Inside Gracey Hemstreet’s gritty Les Gets win: New video goes behind the scenes

The newest episode of Just Getting Started gives fans a raw, emotional look at Gracey Hemstreet’s third World Cup win of the season. It might be her most impressive yet. Racing in a mud-soaked Les Gets, where ruts swallowed wheels and crashes were the norm, the 22-year-old Canadian clawed her way back from seventh at the first split to take the win.

“I came up to the pit and cried for so long,” Hemstreet says in the video. “I was like, what am I even doing?” But with one of the cleanest second halves on track, she took control of the leaderboard.

Norco crew rides the rollercoaster

The Norco Race Division’s behind-the-scenes series doesn’t just show the wins. It shows the waiting. The doubt. The pain. In Episode 7, we see Danny Hart nursing broken ribs and Bodhi Kuhn with torn ligaments. Hemstreet herself admits she hadn’t finished a single lap without crashing until qualification day.

It was wet. It was messy. There was crying in the pits. There was crashing in the trees. But somehow, amid all the mayhem, Norco’s athletes pulled it together when it counted. Lina Frener sailed into fourth. Hemstreet rose from the muck to take the top step.

Precision in the mud

Les Gets delivered the worst conditions this season. But where others flailed, Hemstreet flowed. The new episode shows how her calm, efficient riding style made all the difference.

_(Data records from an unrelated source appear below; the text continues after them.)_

fn check_schema_version(found: u8) -> Result<(), String> {
    if found != SCHEMA_VERSION {
        return Err(err_code(
            "SCHEMA_VERSION",
            format!("unsupported schema version: {found}"),
        ));
    }
    Ok(())
}

// ============================================================================
// Tap recording
// ============================================================================

/// Raw pointer event as the rendering surface reports it: an offset inside
/// the surface's bounding box plus the surface's own declared dimensions.
#[derive(Debug, Clone, Copy, Deserialize)]
pub struct TapEvent {
    pub surface_x: f64,
    pub surface_y: f64,
    pub surface_width: f64,
    pub surface_height: f64,
}

#[derive(Debug, Deserialize)]
pub struct RecordTapRequest {
    pub schema_version: u8,
    pub game_id: Uuid,
    pub player_id: Uuid,
    #[serde(rename = "type")]
    pub action_type: ActionType,
    pub tap: TapEvent,
}

#[derive(Debug, Serialize)]
pub struct RecordTapResponse {
    pub schema_version: u8,
    /// The created action, position in canonical court meters
    pub action: Action,
    /// Orientation inferred from the reported surface dimensions
    pub orientation: Orientation,
    /// Tracked team's score after the action
    pub game_score: u16,
}

/// Record a tap on the rendered court.
///
/// Pipeline: orientation is derived from the declared surface dimensions,
/// the offset is rescaled into that orientation's fixed viewport, the
/// inverse transform yields court meters, and the store clamps to the
/// court rectangle on insert.
pub fn record_tap_json(store: &mut ClubStore, request_json: &str) -> Result<String, String> {
    let request: RecordTapRequest =
        serde_json::from_str(request_json).map_err(|e| err_code("PARSE", e))?;
    check_schema_version(request.schema_version)?;

    let tap = request.tap;
    if tap.surface_width <= 0.0 || tap.surface_height <= 0.0 {
        return Err(err_code(
            "INVALID_SURFACE",
            format!("surface dimensions must be positive, got {}x{}", tap.surface_width, tap.surface_height),
        ));
    }

    let orientation = Orientation::from_surface(tap.surface_width, tap.surface_height);
    let surface = rescale_to_viewport(
        tap.surface_x,
        tap.surface_y,
        tap.surface_width,
        tap.surface_height,
        orientation,
    );
    let position = surface_to_court(surface, orientation);

    let action = store
        .record_action(request.action_type, position, request.player_id, request.game_id)
        .map_err(|e| err_code(e.code(), e))?;
    let game_score =
        store.game(request.game_id).map(|g| g.score).map_err(|e| err_code(e.code(), e))?;

    log::debug!(
        "Tap ({}, {}) on {} surface -> court ({:.2}, {:.2})",
        tap.surface_x,
        tap.surface_y,
        orientation.code(),
        action.position.x,
        action.position.y
    );

    let response =
        RecordTapResponse { schema_version: SCHEMA_VERSION, action, orientation, game_score };
    serde_json::to_string(&response).map_err(|e| err_code("SERIALIZE", e))
}

// ============================================================================
// Marker projection
// ============================================================================

#[derive(Debug, Deserialize)]
pub struct ProjectMarkersRequest {
    pub schema_version: u8,
    /// Target orientation, passed explicitly end-to-end
    pub orientation: Orientation,
    pub markers: Vec<ActionMarker>,
}

#[derive(Debug, Serialize)]
pub struct ProjectMarkersResponse {
    pub schema_version: u8,
    pub orientation: Orientation,
    pub viewport: SurfaceSize,
    pub markers: Vec<SurfaceMarker>,
}

/// Project action markers into one orientation's viewport for drawing.
pub fn project_markers_json(request_json: &str) -> Result<String, String> {
    let request: ProjectMarkersRequest =
        serde_json::from_str(request_json).map_err(|e| err_code("PARSE", e))?;
    check_schema_version(request.schema_version)?;

    let markers: Vec<SurfaceMarker> =
        request.markers.iter().map(|m| m.project(request.orientation)).collect();

    let response = ProjectMarkersResponse {
        schema_version: SCHEMA_VERSION,
        orientation: request.orientation,
        viewport: request.orientation.viewport(),
        markers,
    };
    serde_json::to_string(&response).map_err(|e| err_code("SERIALIZE", e))
}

And when the race clock stopped, Hemstreet had done it again; beating hometown favourite Marine Cabirou and overall leader Valentina Höll on a course that chewed up most of the field.

Hemstreet: From contender to favourite

With three wins this season and zero finishes outside the top eight, Hemstreet is no longer a rising star. She’s chomping at the heels of Vali Holl; only 59 points separate the two riders. The episode closes with Norco staff urging her to “roll that confidence into next week. The big one.”

That big one being the world championships in Champery, Switzerland. Finals are on Sunday, September 7, 2025.
She won in dust. She won in mud. And now, she’s proven she can win on a day when everything goes wrong. Now can she win when it truly counts?